Saved entries:
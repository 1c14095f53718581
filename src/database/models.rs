//! Database models
//!
//! Rust structs for the relational user mirror. Serialized field names
//! match the identity provider's profile shape.

use serde::{Deserialize, Serialize};
use sqlx::FromRow;

/// Mirrored user profile, keyed by the identity provider's uid
#[derive(Debug, Clone, Serialize, Deserialize, FromRow)]
pub struct UserRecord {
    pub id: i64,
    pub email: String,
    #[serde(rename = "displayName")]
    pub display_name: Option<String>,
    #[serde(rename = "photoURL")]
    pub photo_url: Option<String>,
    pub uid: String,
}

/// Fields for creating a mirrored user
#[derive(Debug, Clone, Deserialize)]
pub struct NewUser {
    pub email: String,
    pub display_name: Option<String>,
    pub photo_url: Option<String>,
    pub uid: String,
}
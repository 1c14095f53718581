//! Profile mirror endpoint
//!
//! POST /api/users — idempotent per uid: returns the existing record with
//! 200 when the uid is already mirrored, otherwise creates it and responds
//! 201. Schema failures come back as a 400 with a field-error list.

use axum::extract::State;
use axum::http::StatusCode;
use axum::response::{IntoResponse, Response};
use axum::Json;
use serde::{Deserialize, Serialize};
use serde_json::json;

use super::AppState;
use crate::database::NewUser;

#[derive(Debug, Deserialize)]
pub struct CreateUserRequest {
    pub email: Option<String>,
    #[serde(rename = "displayName")]
    pub display_name: Option<String>,
    #[serde(rename = "photoURL")]
    pub photo_url: Option<String>,
    pub uid: Option<String>,
}

#[derive(Debug, Serialize)]
pub struct FieldError {
    pub field: String,
    pub message: String,
}

fn validate(request: &CreateUserRequest) -> Vec<FieldError> {
    let mut errors = Vec::new();

    match request.email.as_deref().map(str::trim) {
        None | Some("") => errors.push(FieldError {
            field: "email".to_string(),
            message: "email is required".to_string(),
        }),
        Some(email) if !email.contains('@') => errors.push(FieldError {
            field: "email".to_string(),
            message: "email is not valid".to_string(),
        }),
        _ => {}
    }

    if request.uid.as_deref().map_or(true, |uid| uid.trim().is_empty()) {
        errors.push(FieldError {
            field: "uid".to_string(),
            message: "uid is required".to_string(),
        });
    }

    errors
}

pub async fn create_user(
    State(state): State<AppState>,
    Json(request): Json<CreateUserRequest>,
) -> Response {
    let errors = validate(&request);
    if !errors.is_empty() {
        return (
            StatusCode::BAD_REQUEST,
            Json(json!({ "message": "Invalid input data", "errors": errors })),
        )
            .into_response();
    }

    // Fields are present after validation
    let email = request.email.unwrap_or_default();
    let uid = request.uid.unwrap_or_default();

    match state.users.get_user_by_uid(&uid).await {
        Ok(Some(existing)) => (StatusCode::OK, Json(existing)).into_response(),
        Ok(None) => {
            let new = NewUser {
                email,
                display_name: request.display_name,
                photo_url: request.photo_url,
                uid,
            };
            match state.users.create_user(new).await {
                Ok(created) => (StatusCode::CREATED, Json(created)).into_response(),
                Err(err) => {
                    tracing::error!("Error creating user: {}", err);
                    (
                        StatusCode::INTERNAL_SERVER_ERROR,
                        Json(json!({ "message": "Server error" })),
                    )
                        .into_response()
                }
            }
        }
        Err(err) => {
            tracing::error!("Error looking up user: {}", err);
            (
                StatusCode::INTERNAL_SERVER_ERROR,
                Json(json!({ "message": "Server error" })),
            )
                .into_response()
        }
    }
}

#[cfg(test)]
mod tests {
    use super::*;
    use std::sync::Arc;

    use crate::database::UserRepository;
    use crate::services::SharesService;
    use crate::store::{DocumentStore, MemoryStore};

    async fn test_state() -> AppState {
        let pool = sqlx::sqlite::SqlitePoolOptions::new()
            .connect("sqlite::memory:")
            .await
            .unwrap();
        crate::database::initialize_database(&pool).await.unwrap();

        let store: Arc<dyn DocumentStore> = Arc::new(MemoryStore::new());
        AppState {
            users: UserRepository::new(pool),
            shares: Arc::new(SharesService::new(store, "http://localhost:3000")),
        }
    }

    fn request(email: Option<&str>, uid: Option<&str>) -> CreateUserRequest {
        CreateUserRequest {
            email: email.map(str::to_string),
            display_name: Some("Tester".to_string()),
            photo_url: None,
            uid: uid.map(str::to_string),
        }
    }

    #[tokio::test]
    async fn test_create_then_repeat_returns_existing() {
        let state = test_state().await;

        let first = create_user(
            State(state.clone()),
            Json(request(Some("t@example.com"), Some("uid-1"))),
        )
        .await;
        assert_eq!(first.status(), StatusCode::CREATED);

        let second = create_user(
            State(state),
            Json(request(Some("t@example.com"), Some("uid-1"))),
        )
        .await;
        assert_eq!(second.status(), StatusCode::OK);
    }

    #[tokio::test]
    async fn test_missing_fields_rejected() {
        let state = test_state().await;

        let response = create_user(State(state), Json(request(None, None))).await;
        assert_eq!(response.status(), StatusCode::BAD_REQUEST);
    }

    #[tokio::test]
    async fn test_malformed_email_rejected() {
        let state = test_state().await;

        let response = create_user(
            State(state),
            Json(request(Some("not-an-email"), Some("uid-1"))),
        )
        .await;
        assert_eq!(response.status(), StatusCode::BAD_REQUEST);
    }

    #[test]
    fn test_validate_reports_each_field() {
        let errors = validate(&request(None, Some("uid-1")));
        assert_eq!(errors.len(), 1);
        assert_eq!(errors[0].field, "email");

        let errors = validate(&request(Some("t@example.com"), None));
        assert_eq!(errors.len(), 1);
        assert_eq!(errors[0].field, "uid");
    }
}
//! cloudnotes library
//!
//! Core subsystems of the cloudnotes application: the live view-state
//! store, note/notebook/share services, the document store and identity
//! provider capabilities, and the profile-mirror HTTP server.

pub mod auth;
pub mod config;
pub mod database;
pub mod error;
pub mod models;
pub mod server;
pub mod services;
pub mod state;
pub mod store;
//! Document store boundary
//!
//! Persistence and realtime sync are delegated to an external document
//! database. This module defines the capability the rest of the application
//! programs against: owner-scoped live query subscriptions plus point writes
//! and one atomic multi-document batch primitive.
//!
//! [`memory::MemoryStore`] is a complete in-memory implementation with the
//! same push semantics, used by tests and local wiring.

pub mod memory;

pub use memory::MemoryStore;

use std::sync::Arc;

use async_trait::async_trait;

use crate::error::{AppError, Result};

/// Document collections known to the application
#[derive(Debug, Clone, Copy, PartialEq, Eq, Hash)]
pub enum Collection {
    Notes,
    Tags,
    Notebooks,
    Shares,
}

impl Collection {
    pub fn name(&self) -> &'static str {
        match self {
            Collection::Notes => "notes",
            Collection::Tags => "tags",
            Collection::Notebooks => "notebooks",
            Collection::Shares => "shares",
        }
    }
}

/// A stored document. Always a JSON object; the store injects the document
/// id under the "id" key on every read and push delivery.
pub type Document = serde_json::Value;

/// Sort direction for an ordered subscription
#[derive(Debug, Clone, Copy, PartialEq, Eq)]
pub enum Direction {
    Ascending,
    Descending,
}

/// Ordering applied by the store before delivering a snapshot
#[derive(Debug, Clone)]
pub struct OrderBy {
    pub field: String,
    pub direction: Direction,
}

impl OrderBy {
    pub fn desc(field: &str) -> Self {
        Self {
            field: field.to_string(),
            direction: Direction::Descending,
        }
    }
}

/// An owner-scoped live query over one collection
#[derive(Debug, Clone)]
pub struct QueryDescriptor {
    pub collection: Collection,
    pub owner_id: String,
    pub order: Option<OrderBy>,
}

impl QueryDescriptor {
    pub fn owned_by(collection: Collection, owner_id: &str) -> Self {
        Self {
            collection,
            owner_id: owner_id.to_string(),
            order: None,
        }
    }

    pub fn order_by(mut self, order: OrderBy) -> Self {
        self.order = Some(order);
        self
    }
}

/// A point-in-time delivery of a subscribed query's current contents
#[derive(Debug, Clone)]
pub struct Snapshot {
    pub docs: Vec<Document>,
}

pub type SnapshotHandler = Arc<dyn Fn(Snapshot) + Send + Sync>;
pub type ErrorHandler = Arc<dyn Fn(AppError) + Send + Sync>;

/// Detaches the associated subscription when unsubscribed or dropped
pub struct SubscriptionHandle {
    detach: Option<Box<dyn FnOnce() + Send>>,
}

impl SubscriptionHandle {
    pub fn new(detach: impl FnOnce() + Send + 'static) -> Self {
        Self {
            detach: Some(Box::new(detach)),
        }
    }

    pub fn unsubscribe(mut self) {
        if let Some(detach) = self.detach.take() {
            detach();
        }
    }
}

impl Drop for SubscriptionHandle {
    fn drop(&mut self) {
        if let Some(detach) = self.detach.take() {
            detach();
        }
    }
}

/// One write inside an atomic batch
#[derive(Debug, Clone)]
pub enum BatchWrite {
    /// Merge the given top-level fields into an existing document
    Update {
        collection: Collection,
        id: String,
        patch: Document,
    },
    /// Create or replace a document at a caller-chosen id
    Set {
        collection: Collection,
        id: String,
        doc: Document,
    },
    Delete {
        collection: Collection,
        id: String,
    },
}

/// External document database capability.
///
/// Writes never update local state directly: the authoritative update
/// arrives later through the push subscription (write-then-observe).
#[async_trait]
pub trait DocumentStore: Send + Sync {
    /// Open a live subscription. The handler receives the current contents
    /// immediately and again after every committed write that affects the
    /// query. `on_error` marks the subscription as terminally failed.
    fn subscribe(
        &self,
        query: QueryDescriptor,
        on_snapshot: SnapshotHandler,
        on_error: ErrorHandler,
    ) -> SubscriptionHandle;

    async fn get(&self, collection: Collection, id: &str) -> Result<Option<Document>>;

    /// Insert a document under a store-assigned id; returns the new id
    async fn create(&self, collection: Collection, doc: Document) -> Result<String>;

    /// Create or replace a document at a caller-chosen id
    async fn set(&self, collection: Collection, id: &str, doc: Document) -> Result<()>;

    /// Merge top-level fields into an existing document
    async fn update(&self, collection: Collection, id: &str, patch: Document) -> Result<()>;

    async fn delete(&self, collection: Collection, id: &str) -> Result<()>;

    /// Apply every write atomically: either all commit or none do
    async fn commit_batch(&self, writes: Vec<BatchWrite>) -> Result<()>;
}
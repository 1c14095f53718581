//! Repository layer for the user mirror

use super::models::{NewUser, UserRecord};
use crate::error::Result;
use sqlx::SqlitePool;

/// Repository for mirrored user records
#[derive(Clone)]
pub struct UserRepository {
    pool: SqlitePool,
}

impl UserRepository {
    pub fn new(pool: SqlitePool) -> Self {
        Self { pool }
    }

    /// Look up a mirrored user by identity-provider uid
    pub async fn get_user_by_uid(&self, uid: &str) -> Result<Option<UserRecord>> {
        let user = sqlx::query_as::<_, UserRecord>(
            r#"
            SELECT * FROM users WHERE uid = ?
            "#,
        )
        .bind(uid)
        .fetch_optional(&self.pool)
        .await?;

        Ok(user)
    }

    /// Insert a new mirrored user
    pub async fn create_user(&self, new: NewUser) -> Result<UserRecord> {
        let user = sqlx::query_as::<_, UserRecord>(
            r#"
            INSERT INTO users (email, display_name, photo_url, uid)
            VALUES (?, ?, ?, ?)
            RETURNING *
            "#,
        )
        .bind(&new.email)
        .bind(&new.display_name)
        .bind(&new.photo_url)
        .bind(&new.uid)
        .fetch_one(&self.pool)
        .await?;

        tracing::debug!("Mirrored user: {} ({})", user.uid, user.id);
        Ok(user)
    }
}
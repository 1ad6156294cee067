//! 서브커맨드 실행.
//!
//! 각 핸들러는 결과를 토스트로 알리고 성공 여부를 돌려준다.

use anyhow::{Context, Result};
use peerview_core::config_manager::ConfigManager;
use peerview_core::labels::{format_frequency, format_relationship};
use peerview_core::ports::session_store::SessionStore;
use peerview_core::session::{logout, require_login};
use peerview_network::{HttpApiClient, Method, RequestOptions};
use peerview_ui::markdown;
use peerview_ui::{ClipboardHelper, ToastService};
use std::io::Read;
use std::path::Path;
use tracing::{debug, info};

/// 라벨 종류
#[derive(Debug, Clone, Copy, PartialEq, Eq, clap::ValueEnum)]
pub enum LabelKind {
    Relationship,
    Frequency,
}

/// API 엔드포인트 호출 후 응답 JSON 출력
pub async fn fetch(
    client: &HttpApiClient,
    toasts: &ToastService,
    endpoint: &str,
    method: &str,
    body: Option<&str>,
) -> Result<bool> {
    let method = method
        .to_uppercase()
        .parse::<Method>()
        .with_context(|| format!("잘못된 HTTP 메서드: {method}"))?;

    let mut options = RequestOptions::new().method(method);
    if let Some(body) = body {
        options = match serde_json::from_str::<serde_json::Value>(body) {
            Ok(value) => options.json(value),
            Err(_) => options.text(body),
        };
    }

    debug!("요청: {}", client.url_for(endpoint));
    match client.request::<serde_json::Value>(endpoint, options).await {
        Ok(value) => {
            println!("{}", serde_json::to_string_pretty(&value)?);
            Ok(true)
        }
        Err(e) => {
            toasts.report_error(&e);
            Ok(false)
        }
    }
}

/// 마크다운 파일(`-`이면 stdin)을 HTML로 변환
pub fn render(source: &Path) -> Result<bool> {
    let text = if source == Path::new("-") {
        let mut buf = String::new();
        std::io::stdin()
            .read_to_string(&mut buf)
            .context("stdin 읽기 실패")?;
        buf
    } else {
        std::fs::read_to_string(source)
            .with_context(|| format!("파일 읽기 실패: {}", source.display()))?
    };

    println!("{}", markdown::render(&text));
    Ok(true)
}

/// 코드값 라벨 출력
pub fn label(kind: LabelKind, code: &str) -> bool {
    let text = match kind {
        LabelKind::Relationship => format_relationship(code),
        LabelKind::Frequency => format_frequency(code),
    };
    println!("{text}");
    true
}

/// 클립보드 복사
pub fn copy(helper: &ClipboardHelper, text: &str) -> bool {
    helper.copy(text)
}

/// 로그인 사용자 출력
pub fn whoami(store: &dyn SessionStore, toasts: &ToastService) -> bool {
    match require_login(store) {
        Ok(user) => {
            let demo = if user.is_demo { " (demo)" } else { "" };
            println!("{} <{}>{demo}", user.name, user.email);
            true
        }
        Err(e) => {
            toasts.report_error(&e);
            false
        }
    }
}

/// 세션 삭제 후 이동 경로 출력
pub fn sign_out(store: &dyn SessionStore, toasts: &ToastService) -> Result<bool> {
    let redirect = logout(store)?;
    info!("로그아웃 완료");
    toasts.info("Signed out");
    println!("{redirect}");
    Ok(true)
}

/// 설정 파일 경로와 내용 출력
pub fn config_show(manager: &ConfigManager) -> Result<bool> {
    println!("# {}", manager.config_path().display());
    println!("{}", serde_json::to_string_pretty(&manager.get())?);
    Ok(true)
}

/// 설정 키 변경 후 저장
pub fn config_set(
    manager: &mut ConfigManager,
    toasts: &ToastService,
    key: &str,
    value: &str,
) -> bool {
    match manager.set(key, value) {
        Ok(_) => {
            toasts.success(format!("{key} updated"));
            true
        }
        Err(e) => {
            toasts.report_error(&e);
            false
        }
    }
}
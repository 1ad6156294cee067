//! peerview 핵심 에러 타입.
//!
//! 모든 어댑터 crate는 자체 에러 타입에서 `#[from] CoreError`로 래핑한다.

use thiserror::Error;

/// 코어 레이어 에러.
/// 직렬화, 설정, 세션, 클립보드 등 도메인 공통 에러를 정의한다.
#[derive(Debug, Error)]
pub enum CoreError {
    /// JSON 직렬화/역직렬화 실패
    #[error("직렬화 에러: {0}")]
    Serialization(#[from] serde_json::Error),

    /// 설정값 오류
    #[error("설정 에러: {0}")]
    Config(String),

    /// 인증 필요 (저장된 세션 없음)
    #[error("인증 에러: {0}")]
    Auth(String),

    /// 클립보드 접근 실패
    #[error("클립보드 에러: {0}")]
    Clipboard(String),

    /// 내부 에러 (예상치 못한 상황)
    #[error("내부 에러: {0}")]
    Internal(String),

    /// I/O 에러
    #[error("I/O 에러: {0}")]
    Io(#[from] std::io::Error),
}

## Task
If a line of the records holds the word "println", count it; report only the total.

## Output of the task
7